Chi sono i "guardiani della verità" scelti da Time come persone dell'anno


C’è anche Jamal Khashoggi fra i giornalisti incoronati dal Time come “persone dell’anno”; il reporter saudita ucciso nel consolato di Instabul a ottobre è così la prima persona morta a finire sulla copertina della prestigiosa rivista, e il motivo è presto detto, come spiegato dallo stesso gruppo editoriale: “È anche la prima volta che l’influenza di una persona cresce in modo così considerevole dopo la sua morte”.

Il Time ha usato l’espressione “i Guardiani” per definire questi giornalisti e perché la scelta di considerarli “persone dell’anno”: sono tutti reporter che hanno messo a repentaglio le proprie vite per inseguire la verità, fino, come nel caso di Khashoggi, a perderla.
Studiando le scelte per il 2018 ci è apparso chiaramente che la manipolazione e l’abuso della verità sono stati il comune denominatore di tante delle più grandi storie dell’anno.
Ha spiegato il direttore della rivista, Edward Felsenthal.
I “Guardiani della verità” hanno così battuto Donald Trump, in gara per la seconda volta dopo il 2016, e il procuratore speciale Robert Mueller, arrivato terzo e pronosticato comunque come prossimo vincitore a giudizio di Felsenthal: “Quest’anno era troppo presto, ma per come stanno andando le cose potrebbe toccare a Mueller la copertina della Persona dell’Anno 2019”. Mueller, dopo essere stato a capo dell’FBI dal 2001 al 2013, sta attualmente indagando sul Russiagate, pubblicando il documento di imputazione contro 13 russi e tre organizzazioni che hanno avuto un ruolo nell’affare.
Vi raccontiamo chi sono le “persone dell’anno” secondo il Time in gallery.
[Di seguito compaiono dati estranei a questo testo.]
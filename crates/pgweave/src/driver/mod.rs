//! The driver abstraction.
//!
//! The core depends only on the [`Driver`] contract; concrete Postgres and
//! in-memory recording drivers sit behind it. All I/O lives here; the
//! builder and the migration runner are pure orchestration on top.

mod logging;
mod postgres;
mod recording;

pub use logging::LoggingDriver;
pub use postgres::PgDriver;
pub use recording::{RecordedCall, RecordingDriver};

use std::sync::Arc;

use async_trait::async_trait;
use indexmap::IndexMap;

use crate::error::WeaveResult;
use crate::value::Value;

/// One result row: column name to decoded value, in projection order.
pub type Row = IndexMap<String, Value>;

/// The outcome of a single statement execution.
#[derive(Debug, Clone, Default)]
pub struct ExecResult {
    pub rows: Vec<Row>,
    pub row_count: u64,
}

impl ExecResult {
    /// Build a result from rows; `row_count` follows the row count.
    pub fn with_rows(rows: Vec<Row>) -> Self {
        let row_count = rows.len() as u64;
        Self { rows, row_count }
    }
}

/// A pluggable query-execution backend.
///
/// `begin` emits `BEGIN` and returns a transaction-bound driver sharing the
/// same connection; `commit`/`rollback` are only meaningful on that bound
/// driver. The transaction facade on [`Database`](crate::Database) layers
/// the callback-style commit-on-success/rollback-on-failure semantics on
/// top of these three primitives.
#[async_trait]
pub trait Driver: Send + Sync {
    /// Execute one statement with positional `$N` parameters.
    async fn exec(&self, sql: &str, params: &[Value]) -> WeaveResult<ExecResult>;

    /// Start a transaction and return a driver bound to it.
    async fn begin(&self) -> WeaveResult<Arc<dyn Driver>>;

    /// Commit the transaction this driver is bound to.
    async fn commit(&self) -> WeaveResult<()>;

    /// Roll back the transaction this driver is bound to.
    async fn rollback(&self) -> WeaveResult<()>;

    /// Whether this driver is transaction-bound.
    fn in_transaction(&self) -> bool;

    /// Release the underlying connection.
    async fn close(&self) -> WeaveResult<()>;
}
//! SQL identifier quoting.
//!
//! Table and column names are opaque identifiers and are emitted
//! double-quoted. Dotted references (`table.col`) are split on `.` and each
//! part is quoted independently, so `users.id` renders as `"users"."id"`.

/// Quote a plain identifier, doubling any embedded double quotes.
pub(crate) fn quote_ident(name: &str) -> String {
    let mut out = String::with_capacity(name.len() + 2);
    out.push('"');
    for ch in name.chars() {
        if ch == '"' {
            out.push('"');
        }
        out.push(ch);
    }
    out.push('"');
    out
}

/// Quote a possibly dotted column reference.
pub(crate) fn quote_column(reference: &str) -> String {
    reference
        .split('.')
        .map(quote_ident)
        .collect::<Vec<_>>()
        .join(".")
}

/// Quote a selection expression.
///
/// Expressions containing `(`, a space, or starting with `"` pass through
/// unquoted so callers can write aggregates like `COUNT(*) AS total`
/// inline; a lone `*` passes through as well. Everything else is treated as
/// a (possibly dotted) column reference.
pub(crate) fn quote_expr(expr: &str) -> String {
    if expr == "*" || expr.contains('(') || expr.contains(' ') || expr.starts_with('"') {
        return expr.to_string();
    }
    quote_column(expr)
}

#[cfg(test)]
mod tests {
    use super::*;

    #[test]
    fn plain_identifiers_are_quoted() {
        assert_eq!(quote_ident("users"), "\"users\"");
        assert_eq!(quote_expr("id"), "\"id\"");
    }

    #[test]
    fn dotted_references_quote_each_part() {
        assert_eq!(quote_column("users.id"), "\"users\".\"id\"");
        assert_eq!(quote_expr("orders.total"), "\"orders\".\"total\"");
    }

    #[test]
    fn embedded_quotes_are_doubled() {
        assert_eq!(quote_ident("we\"ird"), "\"we\"\"ird\"");
    }

    #[test]
    fn aggregates_and_star_pass_through() {
        assert_eq!(quote_expr("*"), "*");
        assert_eq!(quote_expr("COUNT(*) AS total"), "COUNT(*) AS total");
        assert_eq!(quote_expr("price * qty"), "price * qty");
        assert_eq!(quote_expr("\"already\""), "\"already\"");
    }
}
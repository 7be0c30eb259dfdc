use std::path::PathBuf;
use std::sync::Arc;

use anyhow::Context;
use pgweave::driver::PgDriver;
use pgweave::migrate::{self, MigrationModule, MigrationRunner};

use crate::cli::{Command, HELP};

/// Modules keyed by migration file name, supplied by the embedding binary.
pub type Registry = Vec<(String, Arc<dyn MigrationModule>)>;

fn migrations_dir() -> PathBuf {
    std::env::var("MIGRATIONS_DIR")
        .map(PathBuf::from)
        .unwrap_or_else(|_| PathBuf::from("migrations"))
}

async fn runner(registry: Registry) -> anyhow::Result<MigrationRunner> {
    let url = std::env::var("DATABASE_URL").context("DATABASE_URL is not set")?;
    let driver = PgDriver::connect(&url)
        .await
        .context("failed to connect to the database")?;

    let mut runner = MigrationRunner::new(Arc::new(driver)).directory(migrations_dir());
    if let Ok(table) = std::env::var("MIGRATIONS_TABLE") {
        runner = runner.table(table);
    }
    for (name, module) in registry {
        runner = runner.register(name, module);
    }
    Ok(runner)
}

pub async fn run(cmd: Command, registry: Registry) -> anyhow::Result<()> {
    match cmd {
        Command::Help => {
            print!("{HELP}");
            Ok(())
        }
        Command::Make(name) => {
            // Scaffolding is pure file work; no connection needed.
            let path = migrate::scaffold(&migrations_dir(), &name)?;
            println!("created {}", path.display());
            Ok(())
        }
        Command::Up => {
            let applied = runner(registry).await?.up().await?;
            if applied.is_empty() {
                println!("nothing to migrate");
            } else {
                for name in &applied {
                    println!("applied {name}");
                }
            }
            Ok(())
        }
        Command::Down => {
            let rolled = runner(registry).await?.down().await?;
            if rolled.is_empty() {
                println!("nothing to roll back");
            } else {
                for name in &rolled {
                    println!("reverted {name}");
                }
            }
            Ok(())
        }
    }
}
Il giornalista saudita, collaboratore anche per il Washington Post, si è mostrato molto critico nei confronti del principe ereditario dell’Arabia Saudita, Mohammad bin Salman, e del re del paese, Salman dell’Arabia Saudita, opponendosi anche all’intervento saudita in Yemen.
Entrato nel consolato saudita in Turchia il 2 ottobre 2018 per ottenere il divorzio che gli avrebbe permesso di sposare la fidanzata turca, Hatice Cengiz, il governo turco sostiene che sia stato torturato e ucciso all’interno del consolato da una squadra saudita.
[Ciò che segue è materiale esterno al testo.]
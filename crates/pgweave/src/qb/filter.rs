//! Filter operators and their desugaring into predicate IR.

use chrono::NaiveDateTime;
use uuid::Uuid;

use crate::error::{WeaveError, WeaveResult};
use crate::qb::QueryBuilder;
use crate::qb::builder::{Connector, Predicate, PredicateOp};
use crate::value::Value;

/// A filter operator applied to one column.
///
/// The operator set is closed: rendering is a single match over these
/// variants. Plain values convert into [`Filter::Eq`] (`None` into
/// [`Filter::IsNull`]), so `("id", 1.into())` and `("id", Filter::eq(1))`
/// are equivalent.
#[derive(Clone)]
pub enum Filter {
    Eq(Value),
    Ne(Value),
    Gt(Value),
    Gte(Value),
    Lt(Value),
    Lte(Value),
    Like(String),
    ILike(String),
    /// `IN (...)`; an empty list yields constant false.
    In(Vec<Value>),
    /// `NOT IN (...)`; an empty list yields constant true.
    NotIn(Vec<Value>),
    /// `BETWEEN lo AND hi`; exactly two bounds are required.
    Between(Vec<Value>),
    IsNull,
    /// `IN (subquery)`; owns the nested builder.
    Subquery(Box<QueryBuilder>),
}

impl Filter {
    pub fn eq(value: impl Into<Value>) -> Self {
        Filter::Eq(value.into())
    }

    pub fn ne(value: impl Into<Value>) -> Self {
        Filter::Ne(value.into())
    }

    pub fn gt(value: impl Into<Value>) -> Self {
        Filter::Gt(value.into())
    }

    pub fn gte(value: impl Into<Value>) -> Self {
        Filter::Gte(value.into())
    }

    pub fn lt(value: impl Into<Value>) -> Self {
        Filter::Lt(value.into())
    }

    pub fn lte(value: impl Into<Value>) -> Self {
        Filter::Lte(value.into())
    }

    pub fn like(pattern: impl Into<String>) -> Self {
        Filter::Like(pattern.into())
    }

    pub fn ilike(pattern: impl Into<String>) -> Self {
        Filter::ILike(pattern.into())
    }

    pub fn in_list<I, T>(values: I) -> Self
    where
        I: IntoIterator<Item = T>,
        T: Into<Value>,
    {
        Filter::In(values.into_iter().map(Into::into).collect())
    }

    pub fn not_in<I, T>(values: I) -> Self
    where
        I: IntoIterator<Item = T>,
        T: Into<Value>,
    {
        Filter::NotIn(values.into_iter().map(Into::into).collect())
    }

    pub fn between<I, T>(bounds: I) -> Self
    where
        I: IntoIterator<Item = T>,
        T: Into<Value>,
    {
        Filter::Between(bounds.into_iter().map(Into::into).collect())
    }

    pub fn is_null() -> Self {
        Filter::IsNull
    }

    pub fn subquery(inner: QueryBuilder) -> Self {
        Filter::Subquery(Box::new(inner))
    }

    /// Desugar into a predicate carrying the caller's connector.
    pub(crate) fn into_predicate(
        self,
        connector: Connector,
        column: String,
    ) -> WeaveResult<Predicate> {
        let op = match self {
            Filter::Eq(Value::Null) | Filter::IsNull => PredicateOp::IsNull,
            Filter::Eq(v) => PredicateOp::Cmp { op: "=", value: v },
            Filter::Ne(v) => PredicateOp::Cmp { op: "!=", value: v },
            Filter::Gt(v) => PredicateOp::Cmp { op: ">", value: v },
            Filter::Gte(v) => PredicateOp::Cmp { op: ">=", value: v },
            Filter::Lt(v) => PredicateOp::Cmp { op: "<", value: v },
            Filter::Lte(v) => PredicateOp::Cmp { op: "<=", value: v },
            Filter::Like(p) => PredicateOp::Cmp {
                op: "LIKE",
                value: Value::Text(p),
            },
            Filter::ILike(p) => PredicateOp::Cmp {
                op: "ILIKE",
                value: Value::Text(p),
            },
            Filter::In(values) if values.is_empty() => PredicateOp::ConstFalse,
            Filter::In(values) => PredicateOp::In {
                values,
                negated: false,
            },
            Filter::NotIn(values) if values.is_empty() => PredicateOp::ConstTrue,
            Filter::NotIn(values) => PredicateOp::In {
                values,
                negated: true,
            },
            Filter::Between(bounds) => match <[Value; 2]>::try_from(bounds) {
                Ok([lo, hi]) => PredicateOp::Between { lo, hi },
                Err(bounds) => {
                    return Err(WeaveError::configuration(format!(
                        "BETWEEN on \"{column}\" requires exactly two bounds, got {}",
                        bounds.len()
                    )));
                }
            },
            Filter::Subquery(inner) => PredicateOp::InSubquery(inner),
        };

        Ok(Predicate {
            connector,
            column,
            op,
        })
    }
}

impl From<Value> for Filter {
    fn from(v: Value) -> Self {
        Filter::Eq(v)
    }
}

macro_rules! filter_from_scalar {
    ($($ty:ty),+ $(,)?) => {
        $(
            impl From<$ty> for Filter {
                fn from(v: $ty) -> Self {
                    Filter::Eq(v.into())
                }
            }
        )+
    };
}

filter_from_scalar!(bool, i16, i32, i64, f32, f64, &str, String, Uuid, NaiveDateTime);

impl<T> From<Option<T>> for Filter
where
    T: Into<Value>,
{
    fn from(v: Option<T>) -> Self {
        match v {
            Some(inner) => Filter::Eq(inner.into()),
            None => Filter::IsNull,
        }
    }
}
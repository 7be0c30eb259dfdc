//! The helper handed to migration modules.

use std::sync::Arc;

use crate::driver::{Driver, ExecResult};
use crate::error::WeaveResult;
use crate::schema::{ColumnDef, TableSchema, ddl};
use crate::value::Value;

/// A thin wrapper around the driver exposing raw SQL plus the DDL
/// operations migrations need. Rendering is shared with
/// [`Database::create_tables`](crate::Database::create_tables).
pub struct SchemaEditor {
    driver: Arc<dyn Driver>,
}

impl SchemaEditor {
    pub(crate) fn new(driver: Arc<dyn Driver>) -> Self {
        Self { driver }
    }

    /// Execute raw SQL with positional `$N` parameters.
    pub async fn sql(&self, raw: &str, params: &[Value]) -> WeaveResult<ExecResult> {
        self.driver.exec(raw, params).await
    }

    pub async fn create_table(&self, name: &str, schema: &TableSchema) -> WeaveResult<()> {
        let sql = ddl::create_table(name, schema)?;
        self.driver.exec(&sql, &[]).await?;
        Ok(())
    }

    pub async fn drop_table(&self, name: &str) -> WeaveResult<()> {
        self.driver.exec(&ddl::drop_table(name), &[]).await?;
        Ok(())
    }

    pub async fn add_column(&self, table: &str, column: &str, def: &ColumnDef) -> WeaveResult<()> {
        let sql = ddl::add_column(table, column, def)?;
        self.driver.exec(&sql, &[]).await?;
        Ok(())
    }

    pub async fn drop_column(&self, table: &str, column: &str) -> WeaveResult<()> {
        self.driver
            .exec(&ddl::drop_column(table, column), &[])
            .await?;
        Ok(())
    }

    pub async fn rename_table(&self, old: &str, new: &str) -> WeaveResult<()> {
        self.driver.exec(&ddl::rename_table(old, new), &[]).await?;
        Ok(())
    }

    pub async fn rename_column(&self, table: &str, old: &str, new: &str) -> WeaveResult<()> {
        self.driver
            .exec(&ddl::rename_column(table, old, new), &[])
            .await?;
        Ok(())
    }
}
//! Runtime schema model.
//!
//! Tables are declared as plain data: an ordered mapping from column name to
//! [`ColumnDef`]. Column insertion order determines DDL column order. The
//! schema is created once at startup, validated, and stays immutable for the
//! life of the [`Database`](crate::Database) handle.

pub mod ddl;

use indexmap::IndexMap;

use crate::error::{WeaveError, WeaveResult};
use crate::value::Value;

/// A column type descriptor.
///
/// Each case maps to exactly one PostgreSQL type.
#[derive(Debug, Clone, PartialEq)]
pub enum ColumnType {
    /// INTEGER
    Int,
    /// TEXT
    Text,
    /// BOOLEAN
    Bool,
    /// TIMESTAMP
    Timestamp,
    /// UUID
    Uuid,
    /// JSONB
    Json,
    /// TEXT with a CHECK constraint over the allowed values
    Enum(Vec<String>),
    /// `T[]`; the item type is restricted to the scalar cases
    Array(Box<ColumnType>),
}

impl ColumnType {
    /// The mapped SQL type name.
    pub(crate) fn sql_type(&self) -> WeaveResult<String> {
        match self {
            ColumnType::Int => Ok("INTEGER".to_string()),
            ColumnType::Text | ColumnType::Enum(_) => Ok("TEXT".to_string()),
            ColumnType::Bool => Ok("BOOLEAN".to_string()),
            ColumnType::Timestamp => Ok("TIMESTAMP".to_string()),
            ColumnType::Uuid => Ok("UUID".to_string()),
            ColumnType::Json => Ok("JSONB".to_string()),
            ColumnType::Array(item) => {
                if !item.is_scalar() {
                    return Err(WeaveError::configuration(
                        "array item type must be a primitive scalar",
                    ));
                }
                Ok(format!("{}[]", item.sql_type()?))
            }
        }
    }

    fn is_scalar(&self) -> bool {
        matches!(
            self,
            ColumnType::Int
                | ColumnType::Text
                | ColumnType::Bool
                | ColumnType::Timestamp
                | ColumnType::Uuid
        )
    }

    fn validate(&self) -> WeaveResult<()> {
        match self {
            ColumnType::Enum(values) => {
                if values.is_empty() {
                    return Err(WeaveError::configuration("enum column has no allowed values"));
                }
                Ok(())
            }
            ColumnType::Array(item) => {
                if !item.is_scalar() {
                    return Err(WeaveError::configuration(
                        "array item type must be a primitive scalar",
                    ));
                }
                Ok(())
            }
            _ => Ok(()),
        }
    }
}

/// A column definition: type plus attributes.
///
/// A primary key implies NOT NULL; a default must be representable as a SQL
/// literal and, for enum columns, belong to the allowed-values set.
#[derive(Debug, Clone, PartialEq)]
pub struct ColumnDef {
    pub ty: ColumnType,
    pub nullable: bool,
    pub primary_key: bool,
    pub default: Option<Value>,
}

impl ColumnDef {
    pub fn new(ty: ColumnType) -> Self {
        Self {
            ty,
            nullable: false,
            primary_key: false,
            default: None,
        }
    }

    pub fn nullable(mut self) -> Self {
        self.nullable = true;
        self
    }

    pub fn primary_key(mut self) -> Self {
        self.primary_key = true;
        self
    }

    pub fn default(mut self, value: impl Into<Value>) -> Self {
        self.default = Some(value.into());
        self
    }

    fn validate(&self, table: &str, column: &str) -> WeaveResult<()> {
        let at = |e: WeaveError| {
            WeaveError::configuration(format!("column \"{table}\".\"{column}\": {e}"))
        };

        self.ty.validate().map_err(at)?;

        if self.primary_key && self.nullable {
            return Err(WeaveError::configuration(format!(
                "column \"{table}\".\"{column}\": a primary key cannot be nullable"
            )));
        }

        if let Some(default) = &self.default {
            default.as_sql_literal().map_err(at)?;
            if let ColumnType::Enum(allowed) = &self.ty {
                match default {
                    Value::Text(s) if allowed.contains(s) => {}
                    other => {
                        return Err(WeaveError::configuration(format!(
                            "column \"{table}\".\"{column}\": enum default {other:?} is not in the allowed set"
                        )));
                    }
                }
            }
        }

        Ok(())
    }
}

/// An ordered mapping from column name to definition.
#[derive(Debug, Clone, Default, PartialEq)]
pub struct TableSchema {
    columns: IndexMap<String, ColumnDef>,
}

impl TableSchema {
    pub fn new() -> Self {
        Self::default()
    }

    /// Append a column. Insertion order determines DDL column order.
    pub fn column(mut self, name: impl Into<String>, def: ColumnDef) -> Self {
        self.columns.insert(name.into(), def);
        self
    }

    pub fn get(&self, name: &str) -> Option<&ColumnDef> {
        self.columns.get(name)
    }

    pub fn iter(&self) -> impl Iterator<Item = (&String, &ColumnDef)> {
        self.columns.iter()
    }

    pub fn is_empty(&self) -> bool {
        self.columns.is_empty()
    }

    fn validate(&self, table: &str) -> WeaveResult<()> {
        if self.columns.is_empty() {
            return Err(WeaveError::configuration(format!(
                "table \"{table}\" has no columns"
            )));
        }
        for (name, def) in &self.columns {
            if name.is_empty() {
                return Err(WeaveError::configuration(format!(
                    "table \"{table}\" has an empty column name"
                )));
            }
            def.validate(table, name)?;
        }
        Ok(())
    }
}

/// The full database schema: table name to table schema, in declaration
/// order.
#[derive(Debug, Clone, Default, PartialEq)]
pub struct DatabaseSchema {
    tables: IndexMap<String, TableSchema>,
}

impl DatabaseSchema {
    pub fn new() -> Self {
        Self::default()
    }

    pub fn table(mut self, name: impl Into<String>, schema: TableSchema) -> Self {
        self.tables.insert(name.into(), schema);
        self
    }

    pub fn get(&self, name: &str) -> Option<&TableSchema> {
        self.tables.get(name)
    }

    pub fn iter(&self) -> impl Iterator<Item = (&String, &TableSchema)> {
        self.tables.iter()
    }

    /// Run all schema invariants; called by the handle at construction.
    pub fn validate(&self) -> WeaveResult<()> {
        for (name, table) in &self.tables {
            if name.is_empty() {
                return Err(WeaveError::configuration("empty table name"));
            }
            table.validate(name)?;
        }
        Ok(())
    }
}

#[cfg(test)]
mod tests {
    use super::*;

    fn users() -> TableSchema {
        TableSchema::new()
            .column("id", ColumnDef::new(ColumnType::Int).primary_key())
            .column("name", ColumnDef::new(ColumnType::Text))
    }

    #[test]
    fn valid_schema_passes() {
        let schema = DatabaseSchema::new().table("users", users());
        assert!(schema.validate().is_ok());
    }

    #[test]
    fn empty_enum_is_rejected() {
        let schema = DatabaseSchema::new().table(
            "t",
            TableSchema::new().column("status", ColumnDef::new(ColumnType::Enum(vec![]))),
        );
        assert!(schema.validate().is_err());
    }

    #[test]
    fn array_of_array_is_rejected() {
        let nested = ColumnType::Array(Box::new(ColumnType::Array(Box::new(ColumnType::Int))));
        let schema = DatabaseSchema::new()
            .table("t", TableSchema::new().column("grid", ColumnDef::new(nested)));
        assert!(schema.validate().is_err());
    }

    #[test]
    fn array_of_json_is_rejected() {
        let ty = ColumnType::Array(Box::new(ColumnType::Json));
        let schema =
            DatabaseSchema::new().table("t", TableSchema::new().column("blobs", ColumnDef::new(ty)));
        assert!(schema.validate().is_err());
    }

    #[test]
    fn nullable_primary_key_is_rejected() {
        let schema = DatabaseSchema::new().table(
            "t",
            TableSchema::new().column(
                "id",
                ColumnDef::new(ColumnType::Int).primary_key().nullable(),
            ),
        );
        assert!(schema.validate().is_err());
    }

    #[test]
    fn enum_default_must_be_allowed() {
        let ty = ColumnType::Enum(vec!["draft".into(), "sent".into()]);
        let bad = DatabaseSchema::new().table(
            "t",
            TableSchema::new().column("status", ColumnDef::new(ty.clone()).default("deleted")),
        );
        assert!(bad.validate().is_err());

        let ok = DatabaseSchema::new().table(
            "t",
            TableSchema::new().column("status", ColumnDef::new(ty).default("draft")),
        );
        assert!(ok.validate().is_ok());
    }

    #[test]
    fn non_literal_default_is_rejected() {
        let schema = DatabaseSchema::new().table(
            "t",
            TableSchema::new().column(
                "meta",
                ColumnDef::new(ColumnType::Json).default(serde_json::json!({"a": 1})),
            ),
        );
        assert!(schema.validate().is_err());
    }
}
La giornalista filippina ha lavorato per quasi due decenni come reporter investigativo principale nel Sud-Est asiatico per la CNN, indagando soprattutto sull’espansione del terrorismo nell’area. Il regime di Duterte ha attuato una rigida censura e repressione del suo lavoro come direttrice di Rappler, minacciandola più volte.

Il Time ha premiato anche la redazione che è stata vittima di un attentato terroristico ad Annapolis, nel Maryland, nel quale hanno perso la vita cinque giornalisti.
Il killer, Jarrod Ramos, aveva fatto causa a un quotidiano della città nel 2012, e aveva poi deciso di vendicarsi nel giugno 2018, irrompendo nella redazione della Capital Gazette per compiere la sua strage: sotto i suoi colpi sono morti la freelance Wendy Winters; il cronista sportivo John McNamara; Rebecca Smith, appena assunta; il cronista Rob Hiaasen e l’editorialista Gerald Fisherman.

I giornalisti birmani della Reuters sono stati condannati a sette anni di prigione per possesso illegale di documenti ufficiali, in seguito a un processo farsa e alla carcerazione di un anno. Hanno denunciato le violenze sui Rohingya, la minoranza musulmana che vive in Birmania. Il sito RFS ha promosso una petizione per chiedere la loro liberazione.